Reputation: 256
I am new with python spark and I need your help, thanks in advance for that!
So here we go, I have this piece of script:
from datetime import datetime
from pyspark import SparkContext
def getNormalizedDate(dateOfCL):
#the result will be in [0,1]
dot=datetime.now()
od=datetime.strptime("Jan 01 2010", "%b %d %Y")
return (float((dateOfCL-od).days)/float((dot-od).days))
def addition(a, b):
a1=a
b1=b
if not type(a) is float:
a1=getNormalizedDate(a)
if not type(b) is float:
b1=getNormalizedDate(b)
return float(a1+b1)
def debugFunction(x):
print "x[0]: " + str(type(x[0]))
print "x[1]: " + str(type(x[1])) + " --> " + str(x[1])
return x[1]
if __name__ == '__main__':
sc = SparkContext("local", "File Scores")
textFile = sc.textFile("/data/spark/file.csv")
#print "Number of lines: " + str(textFile.count())
test1 = textFile.map(lambda line: line.split(";"))
# result of this:
# [u'01', u'01', u'add', u'fileName', u'Path', u'1', u'info', u'info2', u'info3', u'Sep 24 2014']
test2 = test1.map(lambda line: (line[3], datetime.strptime(line[len(line)-1], "%b %d %Y")))
test6=test2.reduceByKey(addition)
#print test6
test6.persist()
result=sorted(test6.collect(), key=debugFunction)
This ends with an error:
Traceback (most recent call last):
File "/data/spark/script.py", line 40, in <module>
result=sorted(test6.collect(), key=lambda x:x[1])
TypeError: can't compare datetime.datetime to float
For info, test6.collect() gives this content
[(u'file1', 0.95606060606060606),
(u'file2', 0.91515151515151516),
(u'file3', 0.8797979797979798),
(u'file4', 0.0),
(u'file5', 0.94696969696969702),
(u'file6', 0.95606060606060606),
(u'file7', 0.98131313131313136),
(u'file8', 0.86161616161616161)]
and I want to sort it based on the float value (not the key) How should proceed please?
Thank you guys.
Upvotes: 1
Views: 3086
Reputation: 691
I for one prefer working with [DataFrames][1] over RDDs whenever possible, the API is more high-level.
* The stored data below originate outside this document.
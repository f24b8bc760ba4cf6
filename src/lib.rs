//! Greedy frontier placement of every quantized RGB colour into one image
//!
//! Each colour of the `depth³` cube is placed exactly once, in a seeded random
//! order, onto the empty cell next to already placed colours where it fits
//! best. Similar colours end up spatially adjacent.

#![forbid(unsafe_code)]

/// Placement engine, fitness evaluation, frontier scan and checkpoint schedule
pub mod algorithm;
/// Colour cube, distance functions and placement order
pub mod color;
/// Input/output operations, configuration and error handling
pub mod io;
/// Canvas and frontier grid structures
pub mod spatial;

pub use io::error::{AlgorithmError, Result};
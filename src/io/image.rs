//! Canvas rendering and checkpoint image files with transparency for empty cells

use crate::io::configuration::OutputSettings;
use crate::io::error::{AlgorithmError, Result};
use crate::spatial::Canvas;
use image::{DynamicImage, ImageBuffer, ImageFormat, Rgba, RgbaImage};
use std::path::{Path, PathBuf};

/// Render the canvas; unfilled cells stay fully transparent
pub fn canvas_to_image(canvas: &Canvas) -> RgbaImage {
    let mut img = ImageBuffer::from_pixel(
        canvas.width() as u32,
        canvas.height() as u32,
        Rgba([0, 0, 0, 0]),
    );

    for (coordinate, cell) in canvas.cells() {
        if let Some(color) = cell {
            img.put_pixel(
                coordinate.x as u32,
                coordinate.y as u32,
                Rgba(color.to_rgba8()),
            );
        }
    }

    img
}

/// File path for checkpoint `id`: `<directory>/<prefix>_<id>.<extension>`
pub fn checkpoint_path(output: &OutputSettings, id: usize) -> PathBuf {
    output
        .directory
        .join(format!("{}_{id}.{}", output.prefix, output.extension))
}

/// Write the canvas to `path` in `format`
///
/// Formats without an alpha channel receive the canvas flattened to RGB,
/// with unfilled cells black.
///
/// # Errors
///
/// Returns an error if:
/// - The parent directory cannot be created
/// - The image cannot be encoded or saved to the specified path
pub fn export_canvas(canvas: &Canvas, path: &Path, format: ImageFormat) -> Result<()> {
    if let Some(parent) = path.parent().filter(|p| !p.as_os_str().is_empty()) {
        std::fs::create_dir_all(parent).map_err(|e| AlgorithmError::FileSystem {
            path: parent.to_path_buf(),
            operation: "create directory",
            source: e,
        })?;
    }

    let img = canvas_to_image(canvas);
    let saved = match format {
        ImageFormat::Jpeg | ImageFormat::Pnm => DynamicImage::ImageRgba8(img)
            .to_rgb8()
            .save_with_format(path, format),
        _ => img.save_with_format(path, format),
    };

    saved.map_err(|e| AlgorithmError::ImageExport {
        path: path.to_path_buf(),
        source: e,
    })
}

/// Write checkpoint `id` of `canvas` according to `output`, returning the path written
///
/// # Errors
///
/// Returns an error if the directory cannot be created or the image cannot be saved
pub fn export_checkpoint(canvas: &Canvas, output: &OutputSettings, id: usize) -> Result<PathBuf> {
    let path = checkpoint_path(output, id);
    export_canvas(canvas, &path, output.format)?;
    Ok(path)
}
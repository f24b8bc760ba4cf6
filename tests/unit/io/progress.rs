//! Tests for the placement progress reporter

#[cfg(test)]
mod tests {
    use allrgb::io::progress::ProgressReporter;

    // Verifies placements advance the position to index + 1
    // Verified by recording the raw index
    #[test]
    fn test_hidden_tracks_position() {
        let progress = ProgressReporter::hidden();
        assert_eq!(progress.position(), 0);

        progress.placed(0);
        assert_eq!(progress.position(), 1);
        progress.placed(9);
        progress.checkpoint(1);
        assert_eq!(progress.position(), 10);
        progress.finish();
    }

    // Verifies a visible reporter accepts the same calls
    // Verified by panicking on an unstyled bar
    #[test]
    fn test_visible_reporter() {
        let progress = ProgressReporter::new(4);
        for index in 0..4 {
            progress.placed(index);
        }
        assert_eq!(progress.position(), 4);
        progress.finish();
    }
}
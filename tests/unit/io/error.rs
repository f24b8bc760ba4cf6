//! Tests for error classification and messages

#[cfg(test)]
mod tests {
    use allrgb::AlgorithmError;
    use allrgb::io::error::{ErrorKind, WithPlacement, invalid_parameter};
    use allrgb::spatial::Coordinate;
    use std::error::Error;

    // Verifies configuration and invariant errors abort while export errors do not
    // Verified by marking export errors fatal
    #[test]
    fn test_kind_and_fatality() {
        let configuration = AlgorithmError::DimensionMismatch {
            depth: 2,
            width: 3,
            height: 3,
        };
        let invariant = AlgorithmError::FrontierNotEmpty { remaining: 2 };
        let export = AlgorithmError::ExportWorker {
            reason: "gone".to_string(),
        };

        assert_eq!(configuration.kind(), ErrorKind::Configuration);
        assert_eq!(invariant.kind(), ErrorKind::Invariant);
        assert_eq!(export.kind(), ErrorKind::Export);
        assert!(configuration.is_fatal());
        assert!(invariant.is_fatal());
        assert!(!export.is_fatal());
    }

    // Verifies messages name the offending values
    // Verified by dropping fields from the messages
    #[test]
    fn test_display() {
        let error = invalid_parameter("seed", &"abc", &"not a number");
        assert_eq!(
            error.to_string(),
            "Invalid parameter 'seed' = 'abc': not a number"
        );

        let occupied = AlgorithmError::CellOccupied {
            coordinate: Coordinate::new(1, 2),
            index: Some(5),
        };
        assert_eq!(
            occupied.to_string(),
            "Placement 5 targets already filled cell (1, 2)"
        );

        let unknown = AlgorithmError::UnknownDistance {
            name: "cosine".to_string(),
        };
        assert_eq!(unknown.to_string(), "Unknown colour distance 'cosine'");
    }

    // Verifies wrapped I/O errors are exposed as sources
    // Verified by returning None from source
    #[test]
    fn test_source() {
        let error = AlgorithmError::FileSystem {
            path: "out".into(),
            operation: "create directory",
            source: std::io::Error::other("denied"),
        };
        assert!(error.source().is_some());
        assert!(error.to_string().contains("create directory"));
        assert!(
            AlgorithmError::SequenceNotExhausted { remaining: 1 }
                .source()
                .is_none()
        );
    }

    // Verifies placement indices are attached only to occupied-cell errors
    // Verified by rewriting every error as CellOccupied
    #[test]
    fn test_at_placement_passthrough() {
        let result: allrgb::Result<()> = Err(AlgorithmError::FrontierExhausted { index: 3 });
        match result.at_placement(9) {
            Err(AlgorithmError::FrontierExhausted { index }) => assert_eq!(index, 3),
            other => unreachable!("Expected FrontierExhausted, got {other:?}"),
        }

        let ok: allrgb::Result<u8> = Ok(4);
        assert_eq!(ok.at_placement(1).ok(), Some(4));
    }
}
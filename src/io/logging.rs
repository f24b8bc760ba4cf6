//! Tracing subscriber installation for the command-line binary

use tracing_subscriber::{EnvFilter, fmt, layer::SubscriberExt, util::SubscriberInitExt};

/// Default filter directive for a verbosity level
pub const fn default_directive(verbosity: u8, quiet: bool) -> &'static str {
    match (quiet, verbosity) {
        (true, _) => "allrgb=warn",
        (false, 0) => "allrgb=info",
        (false, 1) => "allrgb=debug",
        (false, _) => "allrgb=trace",
    }
}

/// Install the global subscriber, writing to stderr
///
/// `RUST_LOG` takes precedence over the verbosity flags. Returns false if a
/// subscriber was already installed.
pub fn init_logging(verbosity: u8, quiet: bool) -> bool {
    let filter = EnvFilter::try_from_default_env()
        .unwrap_or_else(|_| default_directive(verbosity, quiet).into());

    tracing_subscriber::registry()
        .with(filter)
        .with(fmt::layer().without_time().with_writer(std::io::stderr))
        .try_init()
        .is_ok()
}
//! Terminal progress display for a placement run

use crate::io::configuration::PROGRESS_BAR_WIDTH;
use indicatif::{ProgressBar, ProgressDrawTarget, ProgressStyle};
use std::sync::LazyLock;

static PROGRESS_STYLE: LazyLock<ProgressStyle> = LazyLock::new(|| {
    ProgressStyle::default_bar()
        .template(&format!(
            "[{{elapsed_precise}}] [{{bar:{PROGRESS_BAR_WIDTH}.cyan/blue}}] {{pos}}/{{len}} {{msg}}"
        ))
        .unwrap_or_else(|_| ProgressStyle::default_bar())
        .progress_chars("█▉▊▋▌▍▎▏ ")
});

/// Progress bar over all placements of a run
///
/// Hidden when quiet; every method is then a no-op.
pub struct ProgressReporter {
    bar: ProgressBar,
}

impl ProgressReporter {
    /// Create a reporter for `total` placements drawn on stderr
    pub fn new(total: usize) -> Self {
        let bar = ProgressBar::with_draw_target(Some(total as u64), ProgressDrawTarget::stderr());
        bar.set_style(PROGRESS_STYLE.clone());
        Self { bar }
    }

    /// Create a reporter that draws nothing
    pub fn hidden() -> Self {
        Self {
            bar: ProgressBar::hidden(),
        }
    }

    /// Record that placement `index` completed
    pub fn placed(&self, index: usize) {
        self.bar.set_position(index as u64 + 1);
    }

    /// Annotate the bar with the latest checkpoint
    pub fn checkpoint(&self, id: usize) {
        self.bar.set_message(format!("checkpoint {id}"));
    }

    /// Number of placements recorded so far
    pub fn position(&self) -> u64 {
        self.bar.position()
    }

    /// Remove the bar from the terminal
    pub fn finish(&self) {
        self.bar.finish_and_clear();
    }
}
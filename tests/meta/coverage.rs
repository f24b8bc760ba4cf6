//! Layout checks keeping `tests/unit` a mirror of `src`

#[cfg(test)]
mod tests {
    use std::collections::BTreeSet;
    use std::fs;
    use std::io;
    use std::path::Path;

    const SRC_DIR: &str = "src";
    const UNIT_DIR: &str = "tests/unit";
    const TESTS_DIR: &str = "tests";

    // Verifies every source file and directory has a unit test counterpart
    // Verified by adding an untested file under src
    #[test]
    fn test_all_src_files_have_unit_tests() {
        let sources = relative_paths(Path::new(SRC_DIR)).unwrap_or_default();
        let units = relative_paths(Path::new(UNIT_DIR)).unwrap_or_default();
        assert!(!sources.is_empty(), "no sources found under {SRC_DIR}");

        let missing: Vec<_> = sources
            .iter()
            .filter(|path| !is_exempt_source(path) && !units.contains(*path))
            .map(|path| format!("  - {SRC_DIR}/{path} -> {UNIT_DIR}/{path}"))
            .collect();

        assert!(
            missing.is_empty(),
            "Source paths without unit tests:\n{}",
            missing.join("\n")
        );
    }

    // Verifies no unit test outlives the source it covers
    // Verified by renaming a source file without its test
    #[test]
    fn test_all_unit_tests_have_src_counterparts() {
        let sources = relative_paths(Path::new(SRC_DIR)).unwrap_or_default();
        let units = relative_paths(Path::new(UNIT_DIR)).unwrap_or_default();

        let orphaned: Vec<_> = units
            .iter()
            .filter(|path| !path.ends_with("mod.rs") && !sources.contains(*path))
            .map(|path| format!("  - {UNIT_DIR}/{path} (no {SRC_DIR}/{path})"))
            .collect();

        assert!(
            orphaned.is_empty(),
            "Unit tests without a source counterpart:\n{}",
            orphaned.join("\n")
        );
    }

    // Verifies every test file other than harness and module files declares a test
    // Verified by adding a test file with only helpers
    #[test]
    fn test_all_test_files_contain_tests() {
        let base = Path::new(TESTS_DIR);
        let files = relative_paths(base).unwrap_or_default();

        let empty: Vec<_> = files
            .iter()
            .filter(|path| path.ends_with(".rs"))
            .filter(|path| path.as_str() != "main.rs" && !path.ends_with("mod.rs"))
            .filter(|path| {
                fs::read_to_string(base.join(path))
                    .map(|content| !content.contains("#[test]"))
                    .unwrap_or(true)
            })
            .map(|path| format!("  - {TESTS_DIR}/{path}"))
            .collect();

        assert!(
            empty.is_empty(),
            "Test files without any #[test] function:\n{}",
            empty.join("\n")
        );
    }

    fn is_exempt_source(path: &str) -> bool {
        path == "main.rs" || path == "lib.rs" || path.ends_with("mod.rs")
    }

    /// Directories and `.rs` files below `base`, relative to it
    fn relative_paths(base: &Path) -> io::Result<BTreeSet<String>> {
        let mut paths = BTreeSet::new();
        let mut pending = vec![base.to_path_buf()];

        while let Some(dir) = pending.pop() {
            for entry in fs::read_dir(&dir)? {
                let path = entry?.path();
                let relative = path
                    .strip_prefix(base)
                    .map_err(io::Error::other)?
                    .to_string_lossy()
                    .into_owned();

                if path.is_dir() {
                    paths.insert(relative);
                    pending.push(path);
                } else if path.extension().is_some_and(|ext| ext == "rs") {
                    paths.insert(relative);
                }
            }
        }

        Ok(paths)
    }
}
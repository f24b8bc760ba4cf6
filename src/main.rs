//! CLI entry point for the greedy all-RGB placement algorithm

use allrgb::io::cli::{Cli, Runner};
use allrgb::io::logging::init_logging;
use clap::Parser;

fn main() -> allrgb::Result<()> {
    let cli = Cli::parse();
    init_logging(cli.verbose, cli.quiet);

    let runner =
        Runner::new(&cli).inspect_err(|error| tracing::error!(%error, "invalid configuration"))?;
    runner
        .run()
        .inspect_err(|error| tracing::error!(%error, "run aborted"))?;
    Ok(())
}
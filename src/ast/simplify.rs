//! Local algebraic rewrites that make expressions read like source code.
//!
//! None of these change semantics. They run after types have been inferred, since several of them
//! depend on whether a value is a `boolean`.

use super::{Arena, BinOp, ExprId, ExprKind, UnaryOp};
use crate::instruction::{CompareOp, Constant, InvokeKind};
use crate::types::{ClassHierarchy, STRING, SimpleType, Type};

const STRING_BUILDERS: [&str; 2] = ["java/lang/StringBuilder", "java/lang/StringBuffer"];

// Missing elements of an array initializer are spelled out only up to this many.
const MAX_PADDING: usize = 16;

/// Returns the logical negation of a condition.
///
/// The condition is rewritten in place where possible, so `cond` must not be used afterwards.
pub fn negate(arena: &mut Arena, cond: ExprId) -> ExprId {
    match arena[cond].kind {
        ExprKind::Unary {
            op: UnaryOp::Not,
            operand,
        } => operand,
        ExprKind::Logical { op, lhs, rhs } => {
            let lhs = negate(arena, lhs);
            let rhs = negate(arena, rhs);
            arena[cond].kind = ExprKind::Logical {
                op: op.flip(),
                lhs,
                rhs,
            };
            cond
        }
        // `!(a < b)` is not `a >= b` if either side may be NaN.
        ExprKind::Binary {
            op: BinOp::Cond(op),
            lhs,
            rhs,
        } if matches!(op, CompareOp::Eq | CompareOp::Ne) || !is_floating(arena, lhs) => {
            arena[cond].kind = ExprKind::Binary {
                op: BinOp::Cond(op.negate()),
                lhs,
                rhs,
            };
            cond
        }
        ExprKind::Const(Constant::Int(value @ (0 | 1))) => {
            arena[cond].kind = ExprKind::Const(Constant::Int(1 - value));
            cond
        }
        _ => not(arena, cond),
    }
}

fn not(arena: &mut Arena, operand: ExprId) -> ExprId {
    arena.add(
        ExprKind::Unary {
            op: UnaryOp::Not,
            operand,
        },
        Type::simple(SimpleType::Boolean),
    )
}

fn is_floating(arena: &Arena, id: ExprId) -> bool {
    matches!(
        arena[id].ty.hint(),
        SimpleType::Float | SimpleType::Double
    )
}

fn bool_constant(arena: &Arena, id: ExprId) -> Option<bool> {
    match arena[id].kind {
        ExprKind::Const(Constant::Int(value @ (0 | 1))) => Some(value == 1),
        _ => None,
    }
}

/// Simplifies the tree rooted at `id` bottom-up, keeping `id` as the root.
pub fn simplify(arena: &mut Arena, id: ExprId, hierarchy: &dyn ClassHierarchy) {
    let children: Vec<ExprId> = arena[id].subexprs().collect();
    for child in children {
        simplify(arena, child, hierarchy);
    }

    if arena[id].void
        && let ExprKind::IncDec { prefix, .. } = &mut arena[id].kind
    {
        *prefix = false;
    }

    let rewritten = match arena[id].kind {
        // `flag == false` and the like
        ExprKind::Binary {
            op: BinOp::Cond(op @ (CompareOp::Eq | CompareOp::Ne)),
            lhs,
            rhs,
        } => {
            let (value, constant) = if bool_constant(arena, rhs).is_some() {
                (lhs, rhs)
            } else {
                (rhs, lhs)
            };
            match bool_constant(arena, constant) {
                Some(constant) if arena[value].ty.hint() == SimpleType::Boolean => {
                    if constant == (op == CompareOp::Eq) {
                        Some(value)
                    } else {
                        Some(negate(arena, value))
                    }
                }
                _ => None,
            }
        }
        ExprKind::Unary {
            op: UnaryOp::Not,
            operand,
        } => match arena[operand].kind {
            ExprKind::Unary {
                op: UnaryOp::Not, ..
            }
            | ExprKind::Logical { .. }
            | ExprKind::Const(_) => Some(negate(arena, operand)),
            ExprKind::Binary {
                op: BinOp::Cond(op),
                lhs,
                ..
            } if matches!(op, CompareOp::Eq | CompareOp::Ne) || !is_floating(arena, lhs) => {
                Some(negate(arena, operand))
            }
            _ => None,
        },
        // `c ? 1 : 0` where the result is a boolean
        ExprKind::Ternary {
            condition,
            branches: [if_true, if_false],
        } if arena[id].ty.admits_boolean(hierarchy) => {
            match (bool_constant(arena, if_true), bool_constant(arena, if_false)) {
                (Some(true), Some(false)) => Some(condition),
                (Some(false), Some(true)) => Some(negate(arena, condition)),
                _ => None,
            }
        }
        ExprKind::Call { .. } => string_concatenation(arena, id, hierarchy),
        _ => None,
    };

    if let Some(rewritten) = rewritten {
        let void = arena[id].void;
        let ty = arena[id].ty.clone();
        arena.replace(id, rewritten);
        arena[id].void = void;
        if arena[id].ty.is_unknown() {
            arena[id].ty = ty;
        }
    }

    pad_array_initializer(arena, id);
}

// `new StringBuilder().append(a).append(b).toString()` to `a + b`.
fn string_concatenation(
    arena: &mut Arena,
    id: ExprId,
    hierarchy: &dyn ClassHierarchy,
) -> Option<ExprId> {
    let ExprKind::Call {
        kind: InvokeKind::Virtual,
        method,
        object: Some(object),
        arguments,
    } = &arena[id].kind
    else {
        return None;
    };
    let mut object = *object;
    if method.name != "toString"
        || !arguments.is_empty()
        || !STRING_BUILDERS.contains(&method.class.as_str())
    {
        return None;
    }

    let mut parts = Vec::new();
    loop {
        match &arena[object].kind {
            ExprKind::Call {
                kind: InvokeKind::Virtual,
                method,
                object: Some(inner),
                arguments,
            } if method.name == "append"
                && STRING_BUILDERS.contains(&method.class.as_str())
                && arguments.len() == 1 =>
            {
                parts.push(arguments[0]);
                object = *inner;
            }
            ExprKind::Construct {
                class,
                descriptor,
                arguments,
            } if STRING_BUILDERS.contains(&class.as_str()) => {
                match (descriptor.as_str(), &arguments[..]) {
                    ("()V", []) => {}
                    ("(Ljava/lang/String;)V" | "(Ljava/lang/CharSequence;)V", [initial]) => {
                        // `new StringBuilder(String.valueOf(x))` is how `x + ...` starts when `x`
                        // is not a string.
                        let initial = match &arena[*initial].kind {
                            ExprKind::Call {
                                kind: InvokeKind::Static,
                                method,
                                object: None,
                                arguments,
                            } if method.class == STRING
                                && method.name == "valueOf"
                                && arguments.len() == 1 =>
                            {
                                arguments[0]
                            }
                            _ => *initial,
                        };
                        parts.push(initial);
                    }
                    _ => return None,
                }
                break;
            }
            _ => return None,
        }
    }
    if parts.is_empty() {
        return None;
    }
    parts.reverse();

    let string = SimpleType::class(STRING, hierarchy);
    let is_string = |arena: &Arena, part: &ExprId| arena[*part].ty.hint() == string;
    if !parts.iter().take(2).any(|part| is_string(arena, part)) {
        let empty = arena.add(
            ExprKind::Const(Constant::String(String::new())),
            Type::simple(string.clone()),
        );
        parts.insert(0, empty);
    }
    Some(arena.add(ExprKind::StringConcat { parts }, Type::simple(string)))
}

fn default_constant(element: &SimpleType) -> Option<Constant> {
    Some(match element {
        SimpleType::Long => Constant::Long(0),
        SimpleType::Float => Constant::Float(0.0),
        SimpleType::Double => Constant::Double(0.0),
        element if element.is_integral() => Constant::Int(0),
        element if element.is_reference() => Constant::Null,
        _ => return None,
    })
}

// `new int[3] {1}` is not valid source, `new int[] {1, 0, 0}` is.
fn pad_array_initializer(arena: &mut Arena, id: ExprId) {
    let ExprKind::ArrayInitializer {
        element,
        length,
        elements,
    } = &arena[id].kind
    else {
        return;
    };
    let missing = length.saturating_sub(elements.len());
    if missing == 0 || missing > MAX_PADDING {
        return;
    }
    let Some(constant) = default_constant(element) else {
        return;
    };
    let ty = Type::simple(element.clone());

    let padding: Vec<ExprId> = (0..missing)
        .map(|_| arena.add(ExprKind::Const(constant.clone()), ty.clone()))
        .collect();
    if let ExprKind::ArrayInitializer { elements, .. } = &mut arena[id].kind {
        elements.extend(padding);
    }
}

#[cfg(test)]
mod tests {
    use super::*;
    use crate::ast::LogicalOp;
    use crate::instruction::MemberRef;
    use crate::locals::LocalId;
    use crate::types::BasicHierarchy;

    fn local(arena: &mut Arena, id: u32, ty: SimpleType) -> ExprId {
        arena.add(ExprKind::Local(LocalId(id)), Type::simple(ty))
    }

    fn compare(arena: &mut Arena, op: CompareOp, lhs: ExprId, rhs: ExprId) -> ExprId {
        arena.add(
            ExprKind::Binary {
                op: BinOp::Cond(op),
                lhs,
                rhs,
            },
            Type::simple(SimpleType::Boolean),
        )
    }

    #[test]
    fn negation_follows_de_morgan() {
        let mut arena = Arena::new();
        let a = local(&mut arena, 0, SimpleType::Int);
        let b = local(&mut arena, 1, SimpleType::Int);
        let lt = compare(&mut arena, CompareOp::Lt, a, b);
        let flag = local(&mut arena, 2, SimpleType::Boolean);
        let both = arena.add(
            ExprKind::Logical {
                op: LogicalOp::And,
                lhs: lt,
                rhs: flag,
            },
            Type::simple(SimpleType::Boolean),
        );
        let negated = negate(&mut arena, both);
        assert_eq!(arena.debug(&negated).to_string(), "((v0 >= v1) || !v2)");
        let again = negate(&mut arena, negated);
        assert_eq!(arena.debug(&again).to_string(), "((v0 < v1) && v2)");
    }

    #[test]
    fn float_ordering_is_not_flipped() {
        let mut arena = Arena::new();
        let a = local(&mut arena, 0, SimpleType::Double);
        let b = local(&mut arena, 1, SimpleType::Double);
        let gt = compare(&mut arena, CompareOp::Gt, a, b);
        let negated = negate(&mut arena, gt);
        assert_eq!(arena.debug(&negated).to_string(), "!(v0 > v1)");

        let c = local(&mut arena, 2, SimpleType::Float);
        let d = local(&mut arena, 3, SimpleType::Float);
        let eq = compare(&mut arena, CompareOp::Eq, c, d);
        let negated = negate(&mut arena, eq);
        assert_eq!(arena.debug(&negated).to_string(), "(v2 != v3)");
    }

    #[test]
    fn boolean_ternaries_and_comparisons() {
        let h = BasicHierarchy::new();
        let mut arena = Arena::new();
        let a = local(&mut arena, 0, SimpleType::Int);
        let b = local(&mut arena, 1, SimpleType::Int);
        let cond = compare(&mut arena, CompareOp::Le, a, b);
        let zero = arena.int(0);
        let one = arena.int(1);
        let ternary = arena.add(
            ExprKind::Ternary {
                condition: cond,
                branches: [zero, one],
            },
            Type::simple(SimpleType::Boolean),
        );
        simplify(&mut arena, ternary, &h);
        assert_eq!(arena.debug(&ternary).to_string(), "(v0 > v1)");

        let flag = local(&mut arena, 2, SimpleType::Boolean);
        let zero = arena.int(0);
        let is_false = compare(&mut arena, CompareOp::Eq, flag, zero);
        simplify(&mut arena, is_false, &h);
        assert_eq!(arena.debug(&is_false).to_string(), "!v2");

        // Ints stay comparisons.
        let zero = arena.int(0);
        let c = local(&mut arena, 3, SimpleType::Int);
        let is_zero = compare(&mut arena, CompareOp::Eq, c, zero);
        simplify(&mut arena, is_zero, &h);
        assert_eq!(arena.debug(&is_zero).to_string(), "(v3 == 0)");
    }

    #[test]
    fn string_builder_chains() {
        let h = BasicHierarchy::new();
        let mut arena = Arena::new();
        let builder = "java/lang/StringBuilder";
        let mut chain = arena.add(
            ExprKind::Construct {
                class: builder.to_string(),
                descriptor: "()V".to_string(),
                arguments: Vec::new(),
            },
            Type::simple(SimpleType::class(builder, &h)),
        );
        let count = local(&mut arena, 0, SimpleType::Int);
        let letter = local(&mut arena, 1, SimpleType::Char);
        for (part, descriptor) in [
            (count, "(I)Ljava/lang/StringBuilder;"),
            (letter, "(C)Ljava/lang/StringBuilder;"),
        ] {
            chain = arena.add(
                ExprKind::Call {
                    kind: InvokeKind::Virtual,
                    method: MemberRef::new(builder, "append", descriptor),
                    object: Some(chain),
                    arguments: vec![part],
                },
                Type::simple(SimpleType::class(builder, &h)),
            );
        }
        let result = arena.add(
            ExprKind::Call {
                kind: InvokeKind::Virtual,
                method: MemberRef::new(builder, "toString", "()Ljava/lang/String;"),
                object: Some(chain),
                arguments: Vec::new(),
            },
            Type::supertypes_of(SimpleType::class(STRING, &h)),
        );
        simplify(&mut arena, result, &h);
        // Without the leading empty string, `count + letter` would be an addition.
        assert_eq!(arena.debug(&result).to_string(), "(\"\" + v0 + v1)");
    }

    #[test]
    fn initializers_are_padded() {
        let h = BasicHierarchy::new();
        let mut arena = Arena::new();
        let seven = arena.int(7);
        let array = arena.add(
            ExprKind::ArrayInitializer {
                element: SimpleType::Int,
                length: 3,
                elements: vec![seven],
            },
            Type::simple(SimpleType::array(SimpleType::Int)),
        );
        simplify(&mut arena, array, &h);
        assert_eq!(arena.debug(&array).to_string(), "new int[] {7, 0, 0}");

        let lhs = local(&mut arena, 0, SimpleType::Int);
        let increment = arena.add(
            ExprKind::IncDec {
                target: lhs,
                increment: true,
                prefix: true,
            },
            Type::simple(SimpleType::Int),
        );
        arena[increment].void = true;
        simplify(&mut arena, increment, &h);
        assert_eq!(arena.debug(&increment).to_string(), "v0++");
    }
}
You can order the data on a data frame by a specific columns like so:
df = spark.read.csv('input_data.csv')
df.sort('column_name').write.csv(path='output_path')
where spark
is an instance of pyspark.sql.session.SparkSession
class.
Upvotes: 0
Reputation: 256
For those who might be interested, I found the problem. I was reducing by key, and after that performing the addition of items contained in the list of values. some of the files are unique and won't be affected by this reduction, so they will still have a date instead of a float.
what i do now is
test2 = test1.map(lambda line: (line[3], line[len(line)-1])).map(getNormalizedDate)
that will make pairs of (file, float)
only then, i reduce by key
finally, the step
result=sorted(test6.collect(), key=lamba x:x[1])
gives me the right sorting i was looking for.
I hope this helps!!
Upvotes: 1